The data below is to be retyped exactly, line by line.

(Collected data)
---

use serde::{Deserialize, Serialize};

use crate::settings::SynthesisConfig;

/// Linear PCM returned from synthesis: interleaved i16 little-endian samples.
#[derive(Debug, Clone)]
pub struct AudioData {
    pub pcm_data: Vec<u8>,
    pub sample_rate: u32,
    pub channels: u16,
}

/// Voice configuration for synthesis
#[derive(Debug, Clone, Serialize, Deserialize)]
pub struct Voice {
    pub id: String,
    pub name: String,
    pub language_code: String,
}

/// One synthesis call: the text plus the voice parameters the provider
/// understands. Volume is applied later by the transcoder, so it does not
/// appear here.
#[derive(Debug, Clone, PartialEq)]
pub struct SynthesisRequest {
    pub text: String,
    pub voice: String,
    pub speed: f32,
}

impl SynthesisRequest {
    pub fn from_config(text: impl Into<String>, config: &SynthesisConfig) -> Self {
        Self {
            text: text.into(),
            voice: config.voice.clone(),
            speed: config.speed,
        }
    }
}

---

▶ _Response to the task_:
use serde::{Deserialize, Serialize};

use crate::settings::SynthesisConfig;

/// Linear PCM returned from synthesis: interleaved i16 little-endian samples.
#[derive(Debug, Clone)]
pub struct AudioData {
    pub pcm_data: Vec<u8>,
    pub sample_rate: u32,
    pub channels: u16,
}

/// Voice configuration for synthesis
#[derive(Debug, Clone, Serialize, Deserialize)]
pub struct Voice {
    pub id: String,
    pub name: String,
    pub language_code: String,
}

/// One synthesis call: the text plus the voice parameters the provider
/// understands. Volume is applied later by the transcoder, so it does not
/// appear here.
#[derive(Debug, Clone, PartialEq)]
pub struct SynthesisRequest {
    pub text: String,
    pub voice: String,
    pub speed: f32,
}

impl SynthesisRequest {
    pub fn from_config(text: impl Into<String>, config: &SynthesisConfig) -> Self {
        Self {
            text: text.into(),
            voice: config.voice.clone(),
            speed: config.speed,
        }
    }
}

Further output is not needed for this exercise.